Background Complications of allogeneic hematopoietic cell transplantation (HCT), primarily graft versus host disease (GVHD) and relapse of the underlying disease are substantial. In spite of high resolution HLA matching incidences of clinically significant GVHD and disease relapse among Albertan HCT recipients remain as high as 35% and 20%, respectively. Unfortunately, strategies/treatments aiming to control GVHD in most cases lead to increase in the rate of disease relapse and infections.
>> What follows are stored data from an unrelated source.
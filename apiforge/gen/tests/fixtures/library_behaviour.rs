//! Exercises the code generated from `library.json`.
//!
//! Copied into the scratch crate's `tests/` directory and run with
//! `cargo test` there.

use apiforge_runtime::axum::Router;
use apiforge_runtime::axum::body::{Body, to_bytes};
use apiforge_runtime::axum::http::{Request, StatusCode};
use apiforge_runtime::serde_json::{Value, json};
use apiforge_runtime::server::BearerTokens;
use apiforge_runtime::{Codec, DecodeError};
use library_generated::application::application;
use library_generated::dto::{Author, Book, LoginReply};
use library_generated::server::LibraryServer;
use tower::ServiceExt;

fn router() -> Router {
    application(LibraryServer::new(BearerTokens::new(["secret"])))
}

async fn send(request: Request<Body>) -> (StatusCode, Value) {
    let response = router().oneshot(request).await.unwrap();
    let status = response.status();
    let bytes = to_bytes(response.into_body(), usize::MAX).await.unwrap();
    let body = if bytes.is_empty() {
        Value::Null
    } else {
        apiforge_runtime::serde_json::from_slice(&bytes).unwrap()
    };
    (status, body)
}

fn get(uri: &str) -> Request<Body> {
    Request::get(uri).body(Body::empty()).unwrap()
}

#[test]
fn author_round_trips_through_its_codec() {
    let value = json!({ "id": 1, "name": "Ursula" });
    let author = Author::decode(&value).unwrap();
    assert_eq!(author.id, 1);
    assert_eq!(author.name, "Ursula");
    assert_eq!(author.born, None);
    assert_eq!(author.encode(), value);
}

#[test]
fn missing_required_field_is_reported() {
    let err = Author::decode(&json!({ "name": "Ursula" })).unwrap_err();
    assert!(matches!(err.root(), DecodeError::MissingField { .. }), "{err:?}");
}

#[test]
fn field_rule_is_checked_on_decode() {
    let err = Author::decode(&json!({ "id": 1, "name": "" })).unwrap_err();
    assert!(matches!(err.root(), DecodeError::Invalid(_)), "{err:?}");
}

#[test]
fn list_of_references_keeps_every_element() {
    let value = json!({
        "isbn": "978-0-441-47812-5",
        "title": "The Left Hand of Darkness",
        "authors": [{ "id": 1, "name": "Ursula" }, { "id": 2, "name": "Guest" }],
        "tags": ["classic"]
    });
    let book = Book::decode(&value).unwrap();
    assert_eq!(book.authors.len(), 2);
    assert_eq!(book.authors[1].name, "Guest");
    assert_eq!(book.tags, Some(vec!["classic".to_string()]));
    assert_eq!(Book::decode(&book.encode()).unwrap(), book);
}

#[test]
fn synthetic_definitions_still_decode() {
    let reply = LoginReply::decode(&json!({ "token": "t" })).unwrap();
    assert_eq!(reply.token, "t");
}

#[tokio::test]
async fn router_builds_with_every_operation_mounted() {
    let (status, body) = send(get("/health")).await;
    assert_eq!(status, StatusCode::OK);
    assert_eq!(body, json!(""));
}

#[tokio::test]
async fn single_path_placeholder_is_extracted() {
    let (status, body) = send(get("/books/978-0-441-47812-5")).await;
    assert_eq!(status, StatusCode::OK);
    assert_eq!(body["authors"], json!([]));
}

#[tokio::test]
async fn query_rule_violation_is_a_bad_request() {
    let (status, _) = send(get("/books?limit=500")).await;
    assert_eq!(status, StatusCode::BAD_REQUEST);

    let (status, body) = send(get("/books?limit=5")).await;
    assert_eq!(status, StatusCode::OK);
    assert_eq!(body, json!([]));
}

#[tokio::test]
async fn secured_operation_requires_a_token() {
    let request = Request::delete("/books/1234567890").body(Body::empty()).unwrap();
    let (status, _) = send(request).await;
    assert_eq!(status, StatusCode::UNAUTHORIZED);

    let request = Request::delete("/books/1234567890")
        .header("authorization", "Bearer secret")
        .body(Body::empty())
        .unwrap();
    let (status, _) = send(request).await;
    assert_eq!(status, StatusCode::NO_CONTENT);
}

#[tokio::test]
async fn invalid_request_body_is_rejected() {
    let request = Request::post("/books")
        .header("authorization", "Bearer secret")
        .header("content-type", "application/json")
        .body(Body::from(r#"{"isbn":"nope","title":"T","authors":[]}"#))
        .unwrap();
    let (status, _) = send(request).await;
    assert_eq!(status, StatusCode::BAD_REQUEST);
}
In the recent years, the natural killer (NK) cell genetic system, regulated by the activating and inhibitory Killer Immunoglobulin-like Receptors (KIR) has garnered substantial research interest as a modifier of HCT outcomes. Here we set out to determine the influence of KIR matching between HCT donor and recipient pairs on allogeneic HCT complications. Study design KIR gene repertoires of 200 allo-HCT pairs were obtained by a Luminex-based rSSO method. Donor (D) and recipients (R) were ‘matched’ for KIR genotypes when both carried either AA (two copies of group A haplotypes) or B/x (at least one copy of group B haplotype) genotypes. Effect of KIR matching on significant GVHD (described as grade 2–4 acute GVHD or chronic GVHD needing systemic therapy) as well as disease relapse was analyzed using competing-risks regression and Cox proportional hazard statistics. Results A significant protection against GVHD was conferred upon when both the donor and recipient were matched for the KIR genotypes (HR = 1.7; p = 0.03) without any effect on disease relapse (HR = 1.2; p = 0.57). Recipients of a KIR genotype matched graft appeared to have an improved survival. Conclusions Since GVHD is concomitant with graft-vs-leukemia (GVL) reaction, strategies to decrease GVHD in most cases have resulted in increased relapse. Matching donor and recipients for KIR genotypes can offer a significant protection against GVHD without increasing the risk of disease relapse.